The commonly accepted minimum standard for a secure password, and the adopted default security level by Microsoft Active Directory, will be least:

• 8 characters in length
• A mixture of any three of the following: upper case letters, lower case letters, numbers, and non-alphanumeric numbers (e.g. asterisks, exclamation marks and so on)

Inventing a password isn't too difficult - my recommendation is to think of a base word that will be in all your passwords, and then vary it according to the situation that the password is used in, or every time you need to change it. For example:

Fingers1
Fingers2
Fingers3
...etc

Password crackers commonly use dictionaries of words to attack site, so the above example isn't very good, but you get the idea of how a variation can help you create something that's easy to remember. Dictionaries are often based around words found in common English dictionaries, and if your computer has any spyware installed may also contain words that you've entered into your computer, e.g. in search browsers or in documents. Crackers will then use programs to try every one of these words or variations thereof in an attempt to break into your password protected system/file etc.

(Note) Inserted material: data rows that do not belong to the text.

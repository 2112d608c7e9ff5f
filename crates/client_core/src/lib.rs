use std::{collections::HashMap, sync::Arc};

use anyhow::{anyhow, Result};
use async_trait::async_trait;
use shared::domain::{
    Address, ConnectorKind, Proposal, ProposalId, Session, TokenAmount, TokenId, VoteType,
};

pub mod config;
pub mod controller;
pub mod error;
pub mod gateway;
pub mod page;
pub mod provision;
pub mod view;
pub mod wallet;

pub use controller::{BallotForm, MembershipController, SubmissionReport};
pub use error::ControllerError;
pub use gateway::HttpModuleGateway;
pub use page::{BallotPhase, MemberPage, PageEvent, PageModel, PageState};
pub use wallet::JsonRpcWallet;

/// Browser-wallet style connection capability.
#[async_trait]
pub trait WalletProvider: Send + Sync {
    async fn connect(&self, connector: ConnectorKind) -> Result<Session>;
    async fn disconnect(&self) -> Result<()>;
}

/// Edition drop holding the gating membership NFT.
#[async_trait]
pub trait DropModule: Send + Sync {
    fn address(&self) -> &Address;
    async fn balance_of(&self, owner: &Address, token_id: &TokenId) -> Result<TokenAmount>;
    async fn claim(&self, token_id: &TokenId, quantity: u32) -> Result<()>;
    async fn all_claimer_addresses(&self, token_id: &TokenId) -> Result<Vec<Address>>;
}

/// Governance token with vote delegation.
#[async_trait]
pub trait TokenModule: Send + Sync {
    async fn all_holder_balances(&self) -> Result<HashMap<Address, TokenAmount>>;
    async fn delegation_of(&self, owner: &Address) -> Result<Address>;
    async fn delegate_to(&self, delegatee: &Address) -> Result<()>;
}

#[async_trait]
pub trait VoteModule: Send + Sync {
    async fn all(&self) -> Result<Vec<Proposal>>;
    async fn has_voted(&self, proposal_id: &ProposalId, voter: &Address) -> Result<bool>;
    async fn get(&self, proposal_id: &ProposalId) -> Result<Proposal>;
    async fn vote(&self, proposal_id: &ProposalId, vote: VoteType) -> Result<()>;
    async fn execute(&self, proposal_id: &ProposalId) -> Result<()>;
}

/// Injected module handles the controller talks to.
#[derive(Clone)]
pub struct ModuleClients {
    pub wallet: Arc<dyn WalletProvider>,
    pub drop: Arc<dyn DropModule>,
    pub token: Arc<dyn TokenModule>,
    pub vote: Arc<dyn VoteModule>,
}

impl ModuleClients {
    pub fn new(
        wallet: Arc<dyn WalletProvider>,
        drop: Arc<dyn DropModule>,
        token: Arc<dyn TokenModule>,
        vote: Arc<dyn VoteModule>,
    ) -> Self {
        Self {
            wallet,
            drop,
            token,
            vote,
        }
    }

    /// Every handle unavailable; useful as a base when only some modules are wired.
    pub fn missing() -> Self {
        Self {
            wallet: Arc::new(MissingWallet),
            drop: Arc::new(MissingDropModule::default()),
            token: Arc::new(MissingTokenModule),
            vote: Arc::new(MissingVoteModule),
        }
    }
}

pub struct MissingWallet;

#[async_trait]
impl WalletProvider for MissingWallet {
    async fn connect(&self, connector: ConnectorKind) -> Result<Session> {
        Err(anyhow!("no wallet available for connector {connector:?}"))
    }

    async fn disconnect(&self) -> Result<()> {
        Ok(())
    }
}

pub struct MissingDropModule {
    address: Address,
}

impl Default for MissingDropModule {
    fn default() -> Self {
        Self {
            address: Address::zero(),
        }
    }
}

#[async_trait]
impl DropModule for MissingDropModule {
    fn address(&self) -> &Address {
        &self.address
    }

    async fn balance_of(&self, _owner: &Address, token_id: &TokenId) -> Result<TokenAmount> {
        Err(anyhow!("drop module unavailable for token {token_id}"))
    }

    async fn claim(&self, token_id: &TokenId, _quantity: u32) -> Result<()> {
        Err(anyhow!("drop module unavailable for token {token_id}"))
    }

    async fn all_claimer_addresses(&self, token_id: &TokenId) -> Result<Vec<Address>> {
        Err(anyhow!("drop module unavailable for token {token_id}"))
    }
}

pub struct MissingTokenModule;

#[async_trait]
impl TokenModule for MissingTokenModule {
    async fn all_holder_balances(&self) -> Result<HashMap<Address, TokenAmount>> {
        Err(anyhow!("token module unavailable"))
    }

    async fn delegation_of(&self, owner: &Address) -> Result<Address> {
        Err(anyhow!("token module unavailable for {owner}"))
    }

    async fn delegate_to(&self, delegatee: &Address) -> Result<()> {
        Err(anyhow!("token module unavailable for {delegatee}"))
    }
}

pub struct MissingVoteModule;

#[async_trait]
impl VoteModule for MissingVoteModule {
    async fn all(&self) -> Result<Vec<Proposal>> {
        Err(anyhow!("vote module unavailable"))
    }

    async fn has_voted(&self, proposal_id: &ProposalId, _voter: &Address) -> Result<bool> {
        Err(anyhow!("vote module unavailable for proposal {proposal_id}"))
    }

    async fn get(&self, proposal_id: &ProposalId) -> Result<Proposal> {
        Err(anyhow!("vote module unavailable for proposal {proposal_id}"))
    }

    async fn vote(&self, proposal_id: &ProposalId, _vote: VoteType) -> Result<()> {
        Err(anyhow!("vote module unavailable for proposal {proposal_id}"))
    }

    async fn execute(&self, proposal_id: &ProposalId) -> Result<()> {
        Err(anyhow!("vote module unavailable for proposal {proposal_id}"))
    }
}

#[cfg(test)]
#[path = "tests/fakes.rs"]
mod fakes;

#[cfg(test)]
#[path = "tests/controller_tests.rs"]
mod controller_tests;

#[cfg(test)]
#[path = "tests/gateway_tests.rs"]
mod gateway_tests;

Most systems that require a password will also check for password likeness - again in the case of Windows, means that your new password can't contain any 3 consecutive characters from your previous password or username. To illustrate, the following change of password would be invalid because both the old password and new password contain the substring "Fin":

Old password: Fingers1
New password: Finding1

You can get around this by substituting numbers for letters that visually look similar. For example:

• 1 is like l or L or I
• 3 is like E
  
• 4 looks a bit like A
• 5 is like S
• 6 is like G
• 7 is like T
• 8 is like B
• 9 like G or g
• 0 like o or O

There are also some non-alphanumeric characters that look a bit like letters too (if you use your imagination!)

• + is like t
• ! and | are like I, L or l
• $ is liks S
• £ is like E
• * is like 0 or O
• ( and [ and <>
• / is like r or R
• @ is like or a
• % is a bit like B

You can even go one step further and combine non-alphanumeric characters to form sequences that look a bit like letters, although it gets a bit abstract at this point:

• |_ looks like L
• /\ and /| and |\ look a bit like A
• |- and -| look a bit like a sideways T (or a small t)
• |= looks a bit like F
  
• \/\/ and \|/ looks like a W
• \/ and |/ and \| looks like V
• |\| looks like N
• |\|\ looks like M
• and so on
  

So, using these three tables of substitutes, our original password (Fingers1) can be changed to any of the following:

Fingers1
F1ng3r51
F1n63/51
|=||\|G3/51

So you see that the simple password that we started off with can quickly and simply become incredibly obscure.